São Paulo, 25 (AE) - O delegado Romeu Tuma Júnior confirmou, hoje à tarde, que documentos apreendidos pela manhã em um depósito na região central da capital paulista comprovam o pagamento efetivo de propinas semanais a funcionários da Administração Regional da Sé. Segundo ele, cópias de cheques e agendas atestam o envolvimento de funcionários com esquema das propinas, investigado pela Comissão Parlamentar de Inquérito (CPI) da Máfia dos Fiscais, na Câmara Municipal.
"A diligência desta manhã coroou de êxito nosso trabalho na Sé", afirmou Tuma Júnior minutos antes de tomar o depoimento do camelô Nelson Augostatili, conhecido como Nelson do "Dog" pelo seu controle de barracas que vendiam sanduíches e pastéis no centro da cidade. Desde a manhã Augostatili está no Instituto de Criminalística (IC) para depor, como forma de garantir sua segurança pessoal.

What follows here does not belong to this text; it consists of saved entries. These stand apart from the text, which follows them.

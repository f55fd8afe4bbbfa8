use microsim_engine::{RouteNode, RunSpec, ServiceTopology};
use microsim_store::{FsStatusStore, ResultEntry, RoundDelta, StatusStore, content_hash};
use serde_json::Value;
use std::collections::BTreeMap;
use std::path::Path;
use std::process::Command;
use std::time::Duration;
use tempfile::TempDir;

fn run_cli(args: &[&str], cwd: &Path) -> std::process::Output {
    Command::new(env!("CARGO_BIN_EXE_microsim"))
        .args(args)
        .current_dir(cwd)
        .env("RUST_LOG", "info")
        .output()
        .expect("cli process should start")
}

fn write_run_file(path: &Path, spec: &RunSpec) {
    std::fs::write(
        path,
        serde_json::to_vec_pretty(spec).expect("run spec should encode"),
    )
    .expect("run file write should succeed");
}

fn write_topology_file(path: &Path) {
    let topology = ServiceTopology::new("topo-0001").with_service("front", "http://127.0.0.1:9/");
    std::fs::write(
        path,
        serde_json::to_vec_pretty(&topology).expect("topology should encode"),
    )
    .expect("topology file write should succeed");
}

async fn seed_status(state_dir: &Path, run_id: &str) {
    let store = FsStatusStore::new(state_dir).expect("store should open");
    let entry = ResultEntry::from_bodies(b"{\"designation\":\"a\"}", b"{\"service\":\"a\"}");
    let delta = RoundDelta {
        elapsed: Duration::from_micros(1_500),
        replica_count: 2,
        entries: BTreeMap::from([(
            content_hash(entry.response.as_bytes(), entry.request.as_bytes()),
            entry,
        )]),
        finished_at_ms: Some(42),
    };
    store
        .apply_round(&run_id.to_string(), delta)
        .await
        .expect("round should apply");
}

fn path_arg(path: &Path) -> &str {
    path.to_str().expect("path should be utf8")
}

#[test]
fn generate_zero_request_limit_expected_immediate_stop() {
    let temp = TempDir::new().expect("tempdir should create");
    let run_file = temp.path().join("run.json");
    let topology_file = temp.path().join("topology.json");
    let state_dir = temp.path().join("state");
    let mut spec = RunSpec::new("run-zero", "topo-0001", RouteNode::new("front"));
    spec.request_count_limit = Some(0);
    write_run_file(&run_file, &spec);
    write_topology_file(&topology_file);

    let output = run_cli(
        &[
            "generate",
            "--run-file",
            path_arg(&run_file),
            "--topology-file",
            path_arg(&topology_file),
            "--state-dir",
            path_arg(&state_dir),
        ],
        temp.path(),
    );

    assert!(
        output.status.success(),
        "stdout:\n{}\nstderr:\n{}",
        String::from_utf8_lossy(&output.stdout),
        String::from_utf8_lossy(&output.stderr)
    );
    let stdout = String::from_utf8(output.stdout).expect("stdout should be utf8");
    assert!(stdout.contains("run_id: run-zero"));
    assert!(stdout.contains("stop_reason: request count met"));
    assert!(stdout.contains("done_request_count: 0"));
    let stderr = String::from_utf8(output.stderr).expect("stderr should be utf8");
    assert!(stderr.contains("generating traffic"));
    assert!(stderr.contains("generation stopped"));

    let stamped: RunSpec = serde_json::from_slice(
        &std::fs::read(&run_file).expect("run file should still exist"),
    )
    .expect("stamped run file should decode");
    assert!(stamped.created_at_ms.is_some_and(|at| at > 0));
}

#[tokio::test(flavor = "current_thread")]
async fn inspect_status_text_expected_summary_fields() {
    let temp = TempDir::new().expect("tempdir should create");
    seed_status(temp.path(), "run-seeded").await;

    let output = run_cli(
        &[
            "inspect-status",
            "--state-dir",
            path_arg(temp.path()),
            "--run-id",
            "run-seeded",
        ],
        temp.path(),
    );

    assert!(output.status.success());
    let stdout = String::from_utf8(output.stdout).expect("stdout should be utf8");
    assert!(stdout.contains("done_request_count: 1"));
    assert!(stdout.contains("total_response_time_us: 1500"));
    assert!(stdout.contains("average_response_time_us: 1500"));
    assert!(stdout.contains("replica_count: 2"));
    assert!(stdout.contains("results: 1"));
}

#[tokio::test(flavor = "current_thread")]
async fn inspect_status_json_expected_status_fields() {
    let temp = TempDir::new().expect("tempdir should create");
    seed_status(temp.path(), "run-json").await;

    let output = run_cli(
        &[
            "inspect-status",
            "--state-dir",
            path_arg(temp.path()),
            "--run-id",
            "run-json",
            "--json",
        ],
        temp.path(),
    );

    assert!(output.status.success());
    let payload: Value = serde_json::from_slice(&output.stdout).expect("stdout should be json");
    assert_eq!(payload["done_request_count"], Value::from(1));
    assert_eq!(payload["replica_count"], Value::from(2));
    assert_eq!(payload["last_round_at_ms"], Value::from(42));
    assert_eq!(
        payload["results"]
            .as_object()
            .expect("results should be an object")
            .len(),
        1
    );
}

#[test]
fn inspect_status_unknown_run_expected_failure_exit() {
    let temp = TempDir::new().expect("tempdir should create");

    let output = run_cli(
        &[
            "inspect-status",
            "--state-dir",
            path_arg(temp.path()),
            "--run-id",
            "missing",
        ],
        temp.path(),
    );

    assert_eq!(output.status.code(), Some(1));
    let stderr = String::from_utf8(output.stderr).expect("stderr should be utf8");
    assert!(stderr.contains("error: run 'missing' has no recorded status"));
}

Num depósito de propriedade de Augostatili, localizado à Rua Santo Amaro 367, integrantes da CPI e da polícia apreenderam
hoje, documentos que comprovam a ligação de funcionários da regional da Sé com o pagamento de propinas. A existência do depósito foi revelado por uma testemunha ouvida na noite de ontem (24) por Tuma Jr. Policiais foram deslocados para o local para evitar a retirada de documentos até a obtenção do mandato de busca que garantiu a apreensão dos papéis no depósito. "São provas efetivas desses pagamentos" disse Tuma, explicando que até então havia apenas provas testemunhais da irregularidade.
De acordo com o delegado, Augostatili deve depor amanhã (26) na CPI da Máfia dos Fiscais. Segundo Tuma Jr., o camelô disse que fazia pagamentos semanais aos funcionários da regional. O delegado não quis revelar os nomes mencionados nos documentos apreendidos.